[Start of Attachment]
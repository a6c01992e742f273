use std::{collections::HashMap, env, fs};

use serde::Deserialize;

#[derive(Debug, Deserialize)]
pub struct Settings {
    pub server_bind: String,
}

impl Default for Settings {
    fn default() -> Self {
        Self {
            server_bind: "127.0.0.1:8080".into(),
        }
    }
}

/// Loads settings from `server.toml` (if present) with environment-variable
/// overrides. Nothing about the generated images is configurable; the visual
/// parameters are a fixed contract.
pub fn load_settings() -> Settings {
    let mut settings = Settings::default();

    if let Ok(raw) = fs::read_to_string("server.toml") {
        apply_file_overrides(&mut settings, &raw);
    }

    if let Ok(v) = env::var("SERVER_BIND") {
        settings.server_bind = v;
    }
    if let Ok(v) = env::var("APP__BIND_ADDR") {
        settings.server_bind = v;
    }

    settings
}

fn apply_file_overrides(settings: &mut Settings, raw: &str) {
    if let Ok(file_cfg) = toml::from_str::<HashMap<String, String>>(raw) {
        if let Some(v) = file_cfg.get("bind_addr") {
            settings.server_bind = v.clone();
        }
    }
}

#[cfg(test)]
mod tests {
    use super::*;

    #[test]
    fn default_bind_is_loopback() {
        assert_eq!(Settings::default().server_bind, "127.0.0.1:8080");
    }

    #[test]
    fn file_override_applies() {
        let mut settings = Settings::default();
        apply_file_overrides(&mut settings, "bind_addr = \"0.0.0.0:9000\"\n");
        assert_eq!(settings.server_bind, "0.0.0.0:9000");
    }

    #[test]
    fn malformed_file_is_ignored() {
        let mut settings = Settings::default();
        apply_file_overrides(&mut settings, "bind_addr = [not toml");
        assert_eq!(settings.server_bind, Settings::default().server_bind);
    }
}
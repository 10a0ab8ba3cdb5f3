use sha2::{Digest, Sha256};

use crate::error::ServiceError;

/// Lowercase hexadecimal SHA-256 of `bytes`.
pub fn sha256_hex(bytes: &[u8]) -> String {
    hex::encode(Sha256::digest(bytes))
}

/// Returns `bytes` unchanged when its digest equals `expected`.
pub fn verify_digest(name: &str, bytes: Vec<u8>, expected: &str) -> Result<Vec<u8>, ServiceError> {
    let actual = sha256_hex(&bytes);
    if actual != expected {
        return Err(ServiceError::Integrity {
            name: name.to_string(),
            expected: expected.to_string(),
            actual,
        });
    }
    Ok(bytes)
}
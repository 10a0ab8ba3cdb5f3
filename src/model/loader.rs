use std::{collections::HashMap, sync::Arc, time::Instant};

use futures::future::{try_join_all, try_join3};
use tokio::task;
use tracing::{debug, info};

use crate::{
    artifact::{AlignedBuffer, ArtifactFetcher},
    config::{AppConfig, MODEL_CONFIG},
    engine::{EngineModel, ModelBuffers, TranslationEngine},
    error::ServiceError,
    model::{
        registry::{ArtifactPlan, ModelRegistry},
        types::LanguagePair,
    },
};

/// An engine model resident for one language pair.
#[derive(Debug)]
pub struct LoadedModel {
    pair: LanguagePair,
    size_bytes: usize,
    handle: Box<dyn EngineModel>,
}

impl LoadedModel {
    pub fn pair(&self) -> &LanguagePair {
        &self.pair
    }

    pub fn size_bytes(&self) -> usize {
        self.size_bytes
    }

    pub fn handle(&self) -> &dyn EngineModel {
        self.handle.as_ref()
    }
}

/// Collaborators needed to turn a registry entry into an engine model.
pub struct ModelBuilder<'a> {
    pub engine: &'a dyn TranslationEngine,
    pub registry: &'a ModelRegistry,
    pub fetcher: &'a ArtifactFetcher,
    pub config: &'a AppConfig,
}

impl ModelBuilder<'_> {
    pub fn plan(&self, pair: &LanguagePair) -> Result<ArtifactPlan, ServiceError> {
        self.registry.resolve(pair, &self.config.artifact_base_url())
    }

    pub async fn build(&self, plan: &ArtifactPlan) -> Result<LoadedModel, ServiceError> {
        let pair = &plan.pair;
        debug!(
            %pair,
            model = %plan.model.url,
            shortlist = %plan.shortlist.url,
            unique_vocabs = plan.unique_vocabs.len(),
            "resolved model artifacts"
        );

        let start = Instant::now();
        let vocab_downloads =
            try_join_all(plan.unique_vocabs.iter().map(|v| self.fetcher.fetch_verified(v)));
        let (model_bytes, shortlist_bytes, vocab_bytes) = try_join3(
            self.fetcher.fetch_verified(&plan.model),
            self.fetcher.fetch_verified(&plan.shortlist),
            vocab_downloads,
        )
        .await?;
        info!(
            %pair,
            elapsed_ms = start.elapsed().as_millis() as u64,
            "downloaded all model files"
        );

        let alignments = (
            self.config.model_alignment,
            self.config.shortlist_alignment,
            self.config.vocab_alignment,
        );
        let (model, shortlist, unique) = task::spawn_blocking(move || {
            let (model_align, shortlist_align, vocab_align) = alignments;
            let model = AlignedBuffer::from_bytes(&model_bytes, model_align)?;
            let shortlist = AlignedBuffer::from_bytes(&shortlist_bytes, shortlist_align)?;
            let unique = vocab_bytes
                .iter()
                .map(|bytes| AlignedBuffer::from_bytes(bytes, vocab_align).map(Arc::new))
                .collect::<Result<Vec<_>, ServiceError>>()?;
            Ok::<_, ServiceError>((model, shortlist, unique))
        })
        .await??;
        let vocabs: Vec<Arc<AlignedBuffer>> = plan
            .vocab_slots
            .iter()
            .map(|&slot| Arc::clone(&unique[slot]))
            .collect();

        let size_bytes =
            model.len() + shortlist.len() + unique.iter().map(|v| v.len()).sum::<usize>();
        drop(unique);
        debug!(
            %pair,
            model_size = model.len(),
            shortlist_size = shortlist.len(),
            vocab_sizes = ?vocabs.iter().map(|v| v.len()).collect::<Vec<_>>(),
            "aligned memory ready"
        );
        debug!(%pair, config = MODEL_CONFIG, "constructing translation model");

        let handle = self
            .engine
            .create_model(
                MODEL_CONFIG,
                ModelBuffers {
                    model,
                    shortlist,
                    vocabs,
                    quality_model: None,
                },
            )
            .map_err(|e| ServiceError::EngineConstruction(format!("{pair}: {e}")))?;

        Ok(LoadedModel {
            pair: pair.clone(),
            size_bytes,
            handle,
        })
    }
}

/// The set of resident models. Holds only what the last requested pair needs.
#[derive(Debug, Default)]
pub struct ModelManager {
    models: HashMap<LanguagePair, LoadedModel>,
}

impl ModelManager {
    pub fn new() -> Self {
        Self::default()
    }

    /// Drops every resident model along with its buffers.
    pub fn clear(&mut self) {
        for (pair, _) in self.models.drain() {
            debug!(%pair, "destructing model");
        }
    }

    /// Evicts everything, then constructs the model(s) serving `pair`.
    ///
    /// Non-English pairs get `from→en` and `en→to`, built concurrently.
    /// On failure the set is left empty.
    pub async fn load_pair(
        &mut self,
        builder: &ModelBuilder<'_>,
        pair: &LanguagePair,
    ) -> Result<(), ServiceError> {
        self.clear();

        let hops = pair.hops();
        if hops.len() > 1 {
            info!(%pair, via = ?hops.iter().map(LanguagePair::key).collect::<Vec<_>>(), "constructing model via pivot");
        } else {
            info!(%pair, "constructing model");
        }

        let plans = hops
            .iter()
            .map(|hop| builder.plan(hop))
            .collect::<Result<Vec<_>, _>>()?;

        let built = try_join_all(plans.iter().map(|plan| builder.build(plan))).await?;

        for model in built {
            self.models.insert(model.pair.clone(), model);
        }
        info!(
            %pair,
            resident = self.models.len(),
            size_bytes = self.models.values().map(LoadedModel::size_bytes).sum::<usize>(),
            "models ready"
        );
        Ok(())
    }

    pub fn get(&self, pair: &LanguagePair) -> Result<&LoadedModel, ServiceError> {
        self.models
            .get(pair)
            .ok_or_else(|| ServiceError::ModelNotLoaded(pair.key()))
    }

    pub fn len(&self) -> usize {
        self.models.len()
    }

    pub fn is_empty(&self) -> bool {
        self.models.is_empty()
    }

    pub fn pairs(&self) -> Vec<LanguagePair> {
        let mut pairs: Vec<_> = self.models.keys().cloned().collect();
        pairs.sort();
        pairs
    }
}
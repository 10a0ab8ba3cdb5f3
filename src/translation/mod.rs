mod sentences;

use tracing::{debug, info};

pub use sentences::{
    SentencePair, aligned_sentences, sentence_from_byte_range, source_sentences,
    translated_sentences,
};

use crate::{
    engine::{ResponseOptions, TranslationService},
    error::ServiceError,
    model::{LanguagePair, ModelManager},
};

#[derive(Debug, Clone, Default, PartialEq, Eq)]
pub struct TranslationOutput {
    pub paragraphs: Vec<String>,
    /// Sentence alignment of the final hop, one entry per output paragraph.
    pub sentences: Vec<Vec<SentencePair>>,
}

pub struct Translator<'a> {
    pub service: &'a dyn TranslationService,
    pub models: &'a ModelManager,
    pub options: &'a ResponseOptions,
}

impl Translator<'_> {
    /// Translates `paragraphs`, pivoting through English when neither side
    /// is English. Blank paragraphs are dropped and the rest trimmed.
    pub fn translate(
        &self,
        pair: &LanguagePair,
        paragraphs: &[String],
    ) -> Result<TranslationOutput, ServiceError> {
        let hops = pair.hops();
        if hops.len() > 1 {
            info!(%pair, via = ?hops.iter().map(LanguagePair::key).collect::<Vec<_>>(), "translating via pivot");
        } else {
            info!(%pair, "translating");
        }

        let mut output = TranslationOutput {
            paragraphs: paragraphs.to_vec(),
            sentences: Vec::new(),
        };
        for hop in &hops {
            output = self.translate_hop(hop, &output.paragraphs)?;
        }
        Ok(output)
    }

    fn translate_hop(
        &self,
        pair: &LanguagePair,
        paragraphs: &[String],
    ) -> Result<TranslationOutput, ServiceError> {
        let model = self.models.get(pair)?;
        let input = prepare_input(paragraphs);
        debug!(%pair, input_size = input.len(), "sending batch to engine");

        let responses = self
            .service
            .translate(model.handle(), &input, self.options)
            .map_err(|e| ServiceError::Translation(format!("{pair}: {e}")))?;

        let mut output = TranslationOutput::default();
        for response in &responses {
            output.paragraphs.push(response.translated_text.clone());
            output.sentences.push(aligned_sentences(response));
        }
        debug!(
            %pair,
            sentences = output.sentences.iter().map(Vec::len).sum::<usize>(),
            "batch translated"
        );
        Ok(output)
    }
}

/// Non-blank paragraphs, trimmed.
fn prepare_input(paragraphs: &[String]) -> Vec<String> {
    paragraphs
        .iter()
        .map(|p| p.trim())
        .filter(|p| !p.is_empty())
        .map(str::to_string)
        .collect()
}

/// Whitespace-separated word count, for throughput logging.
pub fn count_words(paragraphs: &[String]) -> usize {
    paragraphs.iter().map(|p| p.split_whitespace().count()).sum()
}
use std::fmt;

use serde::{Deserialize, Serialize};

/// Language every non-English pair is routed through.
pub const PIVOT_LANGUAGE: &str = "en";

#[derive(Debug, Clone, PartialEq, Eq, Hash, PartialOrd, Ord, Serialize, Deserialize)]
pub struct LanguagePair {
    pub from: String,
    pub to: String,
}

impl LanguagePair {
    pub fn new(from: impl Into<String>, to: impl Into<String>) -> Self {
        Self {
            from: from.into(),
            to: to.into(),
        }
    }

    /// Registry key, e.g. `"ende"`.
    pub fn key(&self) -> String {
        format!("{}{}", self.from, self.to)
    }

    pub fn involves_pivot(&self) -> bool {
        self.from == PIVOT_LANGUAGE || self.to == PIVOT_LANGUAGE
    }

    /// Models needed to serve this pair, in translation order.
    pub fn hops(&self) -> Vec<LanguagePair> {
        if self.involves_pivot() {
            vec![self.clone()]
        } else {
            vec![
                LanguagePair::new(self.from.clone(), PIVOT_LANGUAGE),
                LanguagePair::new(PIVOT_LANGUAGE, self.to.clone()),
            ]
        }
    }
}

impl fmt::Display for LanguagePair {
    fn fmt(&self, f: &mut fmt::Formatter<'_>) -> fmt::Result {
        write!(f, "{}{}", self.from, self.to)
    }
}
[End of Attachment]
# What the task requires
Above are the entries; copy out every line among them that contains the word "ResponseOptions".

# Solution
    engine::{ResponseOptions, TranslationService},
    pub options: &'a ResponseOptions,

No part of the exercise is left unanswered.